Concludo questa lettera, chiedendo, se favorevole, di costituire un comitato per continuare l’iniziativa, avere un peso maggiore e organizzare una riunione con il direttore generale Cantamessa.
La nostra risposta
Egregio Signor Pessina, la ringraziamo per aver condiviso la sua proposta, che tocca una delle questioni centrali per il futuro dell’Altopiano: la sostenibilità dei flussi turistici e la gestione della mobilità. Il ripristino della tratta ferroviaria storica è un tema che affascina molti, non solo per il suo valore simbolico, ma anche per il potenziale che rappresenta in termini di turismo sostenibile e di riduzione del traffico automobilistico.
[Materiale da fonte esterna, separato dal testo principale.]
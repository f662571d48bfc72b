//! # Route Command Implementation
//!
//! Routes a request path through the provider document and reports the
//! provider, matched prefix and remainder. Unless `--no-content` is given,
//! the content is also fetched and its type and version are shown.

use anyhow::{bail, Context as _, Result};
use clap::Args;

use super::Context;

/// Show which content provider serves a request path
#[derive(Args, Debug)]
pub struct RouteArgs {
    /// Request path, e.g. `extensions/tabs`
    #[arg(value_name = "PATH")]
    pub path: String,

    /// Only route; do not read the content
    #[arg(long)]
    pub no_content: bool,
}

/// Execute the `route` command.
pub fn execute(context: &Context, args: RouteArgs) -> Result<()> {
    let providers = context.providers();
    let route = providers.get_by_serve_from(&args.path);

    let Some(provider) = route.provider else {
        bail!("No content provider serves \"{}\"", args.path);
    };

    println!("provider:  {}", provider.name());
    println!("prefix:    {}", route.prefix);
    println!("remainder: {}", route.remainder);

    if !args.no_content {
        let content = provider
            .get_content(&route.remainder)
            .get()
            .with_context(|| format!("Provider \"{}\" has no \"{}\"", provider.name(), route.remainder))?;
        println!("type:      {}", content.mime_type);
        println!("version:   {}", content.version);
        println!("bytes:     {}", content.content.len());
    }
    Ok(())
}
Come lei stesso ha ricordato, in altri contesti europei progetti simili hanno avuto successo, dimostrando che è possibile integrare infrastrutture storiche e moderne esigenze di trasporto.
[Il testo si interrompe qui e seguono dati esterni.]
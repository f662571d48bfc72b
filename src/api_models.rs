//! # API Model Lookup
//!
//! Locates and parses the description file behind a logical API name such as
//! `pageAction` or `app.window`.
//!
//! File names do not match API names directly (`pageAction` lives in
//! `page_action.json`, devtools APIs live under `devtools/` without their
//! prefix) and a description may sit under any of several roots with any of
//! several extensions. [`candidate_paths`] enumerates every hypothesis in a
//! fixed order; [`ApiModels::get_model`] races them through the compiled
//! cache, so the first file that exists and parses wins. A missing file or a
//! file that fails validation means "try the next candidate"; any other
//! failure ends the search.
//!
//! Parsed models are pruned for the configured platform before they are
//! cached, so every consumer sees the same filtered tree.

use std::collections::BTreeMap;
use std::sync::Arc;

use log::debug;
use serde::Deserialize;

use crate::cache::{CompiledCache, CompiledCacheFactory};
use crate::defaults;
use crate::error::{Error, ErrorKind, Result};
use crate::filesystem::StorageBackend;
use crate::future::{all_except, race, Future};
use crate::path::{join, split_extension, split_parent, unix_name};
use crate::schema::{Namespace, SchemaParser, strip_comments};

/// Error kinds that make candidate search and refresh skip an entry.
pub const RECOVERABLE: &[ErrorKind] = &[ErrorKind::NotFound, ErrorKind::Validation];

/// Enumerate the paths an API description for `name` may live at.
///
/// If `name` already carries one of `extensions`, only that extension is
/// tried; if it already starts with one of `roots`, only that root is tried.
/// The remaining stem is spelled in its on-disk form (see
/// [`unix_name`]) and, when different, as given. Candidates are ordered by
/// extension, then root, then spelling, without duplicates.
///
/// ```
/// use docserve::api_models::candidate_paths;
/// let roots = vec!["a/".to_string(), "b/".to_string()];
/// let extensions = vec![".json".to_string()];
/// assert_eq!(
///     candidate_paths("pageAction", &roots, &extensions),
///     vec!["a/page_action.json", "a/pageAction.json", "b/page_action.json", "b/pageAction.json"],
/// );
/// ```
pub fn candidate_paths(name: &str, roots: &[String], extensions: &[String]) -> Vec<String> {
    let (stem, extension) = split_extension(name);
    let (stem, extensions) = match extensions.iter().find(|ext| ext.as_str() == extension) {
        Some(ext) => (stem, vec![ext.clone()]),
        None => (name, extensions.to_vec()),
    };

    let (stem, roots) = match roots.iter().find(|root| stem.starts_with(root.as_str())) {
        Some(root) => (&stem[root.len()..], vec![root.clone()]),
        None => (stem, roots.to_vec()),
    };

    let mut spellings = vec![file_stem(stem)];
    if spellings[0] != stem {
        spellings.push(stem.to_string());
    }

    let mut candidates: Vec<String> = Vec::new();
    for extension in &extensions {
        for root in &roots {
            for spelling in &spellings {
                let candidate = format!("{}{}", join(root, spelling), extension);
                if !candidates.contains(&candidate) {
                    candidates.push(candidate);
                }
            }
        }
    }
    candidates
}

/// On-disk stem for an API name: `devtools_`-prefixed files live in a
/// `devtools/` directory without the prefix.
fn file_stem(name: &str) -> String {
    let unix = unix_name(name);
    let (parent, base) = split_parent(&unix);
    if base.contains("devtools_") {
        format!("devtools/{}{}", parent, base.replace("devtools_", ""))
    } else {
        unix
    }
}

#[derive(Debug, Clone, Default, Deserialize)]
struct FeatureDescriptor {
    #[serde(default)]
    noparent: bool,
}

#[derive(Debug, Deserialize)]
#[serde(untagged)]
enum RawFeature {
    Single(FeatureDescriptor),
    Complex(Vec<FeatureDescriptor>),
}

/// The feature dataset: every API name with whether it opts out of having
/// a parent.
#[derive(Debug, Clone, Default)]
pub struct ApiFeatures {
    noparent: BTreeMap<String, bool>,
}

impl ApiFeatures {
    /// Parse an `_api_features.json`-style document. A feature given as a
    /// list of descriptors is `noparent` if any of them is.
    pub fn from_json(json: &str) -> Result<Self> {
        let raw: BTreeMap<String, RawFeature> = serde_json::from_str(&strip_comments(json))?;
        let noparent = raw
            .into_iter()
            .map(|(name, feature)| {
                let noparent = match feature {
                    RawFeature::Single(descriptor) => descriptor.noparent,
                    RawFeature::Complex(descriptors) => descriptors.iter().any(|d| d.noparent),
                };
                (name, noparent)
            })
            .collect();
        Ok(Self { noparent })
    }

    /// Load the dataset at `path` from `backend`.
    pub fn load(backend: &dyn StorageBackend, path: &str) -> Result<Self> {
        let bytes = backend.read_single(path)?.into_bytes(path)?;
        let text = String::from_utf8(bytes).map_err(|e| Error::validation(path, e.to_string()))?;
        Self::from_json(&text)
    }

    /// A dataset of plain names, none of which declares `noparent`.
    pub fn from_names<'a>(names: impl IntoIterator<Item = &'a str>) -> Self {
        Self {
            noparent: names.into_iter().map(|name| (name.to_string(), false)).collect(),
        }
    }

    /// Whether `name` is a feature at all.
    pub fn contains(&self, name: &str) -> bool {
        self.noparent.contains_key(name)
    }

    /// The feature `name` is nested under, if any.
    ///
    /// `app.window` has parent `app` when `app` is itself a feature and
    /// `app.window` does not declare `noparent`.
    pub fn parent_of(&self, name: &str) -> Option<&str> {
        if self.noparent.get(name).copied().unwrap_or(false) {
            return None;
        }
        let (parent, _) = name.rsplit_once('.')?;
        self.noparent.get_key_value(parent).map(|(key, _)| key.as_str())
    }

    /// Names of every top-level feature, sorted.
    pub fn top_level_names(&self) -> Vec<String> {
        self.noparent
            .keys()
            .filter(|name| self.parent_of(name).is_none())
            .cloned()
            .collect()
    }
}

/// Resolves API names to parsed, platform-pruned [`Namespace`]s.
pub struct ApiModels {
    features: ApiFeatures,
    roots: Vec<String>,
    extensions: Vec<String>,
    cache: CompiledCache<Arc<Namespace>>,
}

impl ApiModels {
    /// Look models up in `source`, parsing with `parser` and pruning for
    /// `platform` (no pruning by platform when `None`; `nodoc` members are
    /// always dropped).
    pub fn new(
        source: Arc<dyn StorageBackend>,
        factory: &CompiledCacheFactory,
        parser: Arc<dyn SchemaParser>,
        features: ApiFeatures,
        platform: Option<&str>,
    ) -> Self {
        let category = format!("api-models:{}", platform.unwrap_or("*"));
        let platform = platform.map(str::to_string);
        let cache = factory.create(source, &category, move |path, content| {
            let bytes = content.into_bytes(path)?;
            let namespace = parser.parse(path, &bytes)?;
            Ok(Arc::new(namespace.pruned_for(platform.as_deref())))
        });
        Self {
            features,
            roots: defaults::api_roots(),
            extensions: defaults::schema_extensions(),
            cache,
        }
    }

    /// Search `roots` instead of the default API roots.
    pub fn with_roots(mut self, roots: Vec<String>) -> Self {
        self.roots = roots;
        self
    }

    /// The candidate paths for `name` under this lookup's roots and
    /// extensions.
    pub fn candidates(&self, name: &str) -> Vec<String> {
        candidate_paths(name, &self.roots, &self.extensions)
    }

    /// The model for `name`: the first candidate file that exists and
    /// parses. Fails with `NotFound` when no candidate does.
    pub fn get_model(&self, name: &str) -> Future<Arc<Namespace>> {
        let attempts = self
            .candidates(name)
            .into_iter()
            .map(|path| {
                let cache = self.cache.clone();
                Future::new(move || {
                    debug!("trying model candidate {}", path);
                    cache.get_from_file(&path).get()
                })
            })
            .collect();
        let name = name.to_string();
        race(attempts, RECOVERABLE).then_or_else(Ok, move |error| match error {
            Error::NotFound { .. } => Err(Error::not_found(name)),
            other => Err(other),
        })
    }

    /// Names of every top-level API in the feature dataset.
    pub fn get_names(&self) -> Vec<String> {
        self.features.top_level_names()
    }

    /// The feature dataset this lookup was built with.
    pub fn features(&self) -> &ApiFeatures {
        &self.features
    }

    /// Load every model named by [`ApiModels::get_names`]. Names without a
    /// usable description leave a `None` slot.
    pub fn refresh(&self) -> Future<Vec<Option<Arc<Namespace>>>> {
        let futures = self.get_names().iter().map(|name| self.get_model(name)).collect();
        all_except(futures, RECOVERABLE)
    }

    /// Lazily load each named model in turn, skipping names without a
    /// usable description.
    pub fn iter_models(&self) -> ModelIter<'_> {
        ModelIter {
            models: self,
            names: self.get_names().into_iter(),
        }
    }
}

/// Iterator returned by [`ApiModels::iter_models`].
pub struct ModelIter<'a> {
    models: &'a ApiModels,
    names: std::vec::IntoIter<String>,
}

impl Iterator for ModelIter<'_> {
    type Item = Result<(String, Arc<Namespace>)>;

    fn next(&mut self) -> Option<Self::Item> {
        for name in self.names.by_ref() {
            match self.models.get_model(&name).get() {
                Ok(model) => return Some(Ok((name, model))),
                Err(error) if error.is_any_of(RECOVERABLE) => {
                    debug!("skipping model {}: {}", name, error);
                }
                Err(error) => return Some(Err(error)),
            }
        }
        None
    }
}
Tuttavia, è altrettanto importante valutare con attenzione la fattibilità di una tale iniziativa. Gli aspetti economici, logistici e ambientali devono essere analizzati in modo approfondito, coinvolgendo tutte le parti interessate, dalle amministrazioni locali alle associazioni di categoria, fino ai cittadini stessi.
L’interesse dimostrato da Fondazione FS Italiane e dal suo direttore generale Luigi Cantamessa è un segnale positivo. La possibilità di organizzare una riunione ad Asiago rappresenta un’opportunità importante per discutere concretamente la proposta e comprenderne i possibili sviluppi.
Pur riconoscendo il valore dell’idea, riteniamo che sia necessario procedere con prudenza. Un progetto di questa portata richiede non solo entusiasmo, ma anche un’attenta pianificazione e una visione condivisa. Il suggerimento di costituire un comitato appare, in tal senso, una strada percorribile per conferire maggior peso e struttura all’iniziativa.
Ci auguriamo che il dibattito pubblico su questi temi possa contribuire a individuare soluzioni innovative per il futuro dell’Altopiano, combinando tradizione, sostenibilità e innovazione.
Restiamo disponibili a seguire l’evoluzione del progetto e a dare spazio, quando necessario, alle sue fasi di sviluppo.